Increased production of mitochondrial superoxide in the spinal cord induces pain behaviors in mice: the effect of mitochondrial electron transport complex inhibitors.

Abstract

Scavengers of reactive oxygen species (ROS) have been shown to produce a strong antinociceptive effect on persistent pain, and mitochondria are suggested to be the main source of ROS in the spinal dorsal horn. To explore whether excessive generation of mitochondrial superoxide alone can induce pain, the effect of mitochondrial electron transport complex inhibitors on the development of mechanical hyperalgesia was examined in mice. Intrathecal injection of an electron transport complex inhibitor, antimycin A or rotenone, in normal mice resulted in a slowly developing but long-lasting and dose-dependent mechanical hyperalgesia. The levels of mechanical hyperalgesia after antimycin A, a complex III inhibitor, were higher than that with rotenone, a complex I inhibitor.
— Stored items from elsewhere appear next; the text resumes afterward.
//! Token lifecycle: cached credential, singleflight refresh, forced rotation.
//!
//! Every outbound call asks [`ApiClient::bearer_token`] for a non-stale token.
//! Callers that observe a stale or absent credential serialize on one async
//! guard and re-check the cache after acquiring it, so concurrent requests
//! piggy-back on a single credential-grant exchange instead of stampeding the
//! token endpoint. The exchange itself performs exactly one attempt; the
//! generic retry policy does not apply to it.

// std
use std::sync::atomic::{AtomicU64, Ordering};
// crates.io
use reqwest::header::HeaderValue;
// self
use crate::{
	_prelude::*,
	auth::{
		Credential, GRANT_TYPE_CLIENT_CREDENTIALS, SecretString, TokenGrantResponse,
		credential::TokenGrantRequest,
	},
	client::ApiClient,
	obs::{self, CallKind, CallOutcome, CallSpan},
};

/// Path of the credential-grant endpoint, relative to the base URL.
pub const TOKEN_ENDPOINT: &str = "/v1/auth/token";

/// Thread-safe counters for credential-grant exchanges.
#[derive(Debug, Default)]
pub struct RefreshStats {
	attempts: AtomicU64,
	success: AtomicU64,
	failure: AtomicU64,
}
impl RefreshStats {
	/// Returns the total number of exchange attempts.
	pub fn attempts(&self) -> u64 {
		self.attempts.load(Ordering::Relaxed)
	}

	/// Returns the number of successful exchanges.
	pub fn successes(&self) -> u64 {
		self.success.load(Ordering::Relaxed)
	}

	/// Returns the number of failed exchanges.
	pub fn failures(&self) -> u64 {
		self.failure.load(Ordering::Relaxed)
	}

	pub(crate) fn record_attempt(&self) {
		self.attempts.fetch_add(1, Ordering::Relaxed);
	}

	pub(crate) fn record_success(&self) {
		self.success.fetch_add(1, Ordering::Relaxed);
	}

	pub(crate) fn record_failure(&self) {
		self.failure.fetch_add(1, Ordering::Relaxed);
	}
}

impl ApiClient {
	/// Returns the currently cached access token, if any.
	pub fn access_token(&self) -> Option<SecretString> {
		self.credential.read().as_ref().map(|credential| credential.access_token.clone())
	}

	/// Returns the expiry instant of the currently cached credential, if any.
	pub fn token_expires_at(&self) -> Option<OffsetDateTime> {
		self.credential.read().as_ref().map(|credential| credential.expires_at)
	}

	/// Returns the exchange counters shared by every clone of this client.
	pub fn refresh_stats(&self) -> &RefreshStats {
		&self.refresh_stats
	}

	/// Performs an unconditional credential-grant exchange.
	///
	/// Runs under the same singleflight guard as implicit refreshes; two
	/// sequential calls perform two exchanges, the second credential replacing
	/// the first.
	pub async fn force_token_refresh(&self) -> Result<Credential> {
		let _singleflight = self.refresh_guard.lock().await;

		self.refresh_credential().await
	}

	/// Returns a token valid for at least the refresh margin, exchanging if needed.
	pub(crate) async fn bearer_token(&self) -> Result<SecretString> {
		if let Some(token) = self.fresh_token_at(OffsetDateTime::now_utc()) {
			return Ok(token);
		}

		let _singleflight = self.refresh_guard.lock().await;

		// A concurrent caller may have refreshed while this one awaited the guard.
		if let Some(token) = self.fresh_token_at(OffsetDateTime::now_utc()) {
			return Ok(token);
		}

		let credential = self.refresh_credential().await?;

		Ok(credential.access_token)
	}

	/// Builds the `Authorization` header for the current (possibly refreshed) token.
	pub(crate) async fn authorization_header(&self) -> Result<HeaderValue> {
		let token = self.bearer_token().await?;
		let mut value =
			HeaderValue::from_str(&format!("Bearer {}", token.expose())).map_err(|err| {
				ApiError::unknown("Access token produced an unusable Authorization header.")
					.with_source(err)
			})?;

		value.set_sensitive(true);

		Ok(value)
	}

	fn fresh_token_at(&self, now: OffsetDateTime) -> Option<SecretString> {
		self.credential
			.read()
			.as_ref()
			.filter(|credential| !credential.needs_refresh_at(now))
			.map(|credential| credential.access_token.clone())
	}

	async fn refresh_credential(&self) -> Result<Credential> {
		const KIND: CallKind = CallKind::TokenRefresh;

		let span = CallSpan::new(KIND, "refresh_credential");

		obs::record_call_outcome(KIND, CallOutcome::Attempt);
		self.refresh_stats.record_attempt();

		let result = span.instrument(self.exchange_credentials()).await;

		match &result {
			Ok(_) => {
				obs::record_call_outcome(KIND, CallOutcome::Success);
				self.refresh_stats.record_success();
			},
			Err(_) => {
				obs::record_call_outcome(KIND, CallOutcome::Failure);
				self.refresh_stats.record_failure();
			},
		}

		result
	}

	async fn exchange_credentials(&self) -> Result<Credential> {
		let url = self.endpoint_url(TOKEN_ENDPOINT)?;
		let grant = TokenGrantRequest {
			client_id: &self.config.client_id,
			client_secret: self.config.client_secret.expose(),
			grant_type: GRANT_TYPE_CLIENT_CREDENTIALS,
		};
		// One attempt only; exchange failures surface immediately instead of
		// feeding the generic retry policy.
		let response = self
			.transport
			.request(Method::POST, url)
			.json(&grant)
			.send()
			.await
			.map_err(|err| {
				ApiError::auth_refresh("Credential-grant exchange could not reach the token endpoint.")
					.with_source(err)
			})?;
		let status = response.status();
		let body = response.bytes().await.map_err(|err| {
			ApiError::auth_refresh("Credential-grant exchange response could not be read.")
				.with_source(err)
		})?;

		if !status.is_success() {
			return Err(ApiError::auth_refresh_response(status.as_u16(), &body));
		}

		let mut deserializer = serde_json::Deserializer::from_slice(&body);
		let grant: TokenGrantResponse =
			serde_path_to_error::deserialize(&mut deserializer).map_err(|err| {
				ApiError::auth_refresh("Token endpoint returned a malformed grant response.")
					.with_source(err)
			})?;
		let credential =
			Credential::from_grant(grant, OffsetDateTime::now_utc()).map_err(|err| {
				ApiError::auth_refresh("Token endpoint granted an unusable credential lifetime.")
					.with_source(err)
			})?;

		// Single-writer replacement; readers observe the old or new credential, never a torn one.
		*self.credential.write() = Some(credential.clone());

		Ok(credential)
	}
}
A large increase of mitochondrial superoxide in the spinal dorsal horn and a strong antinociceptive effect of ROS scavengers, phenyl-N-tert-butylnitrone (PBN) and 4-hydroxy-2,2,6,6-tetramethylpiperidine-1-oxyl (TEMPOL) were observed in antimycin A-treated mice. The study indicates that the enhanced production of spinal mitochondrial superoxide alone without nerve injury can produce mechanical hyperalgesia.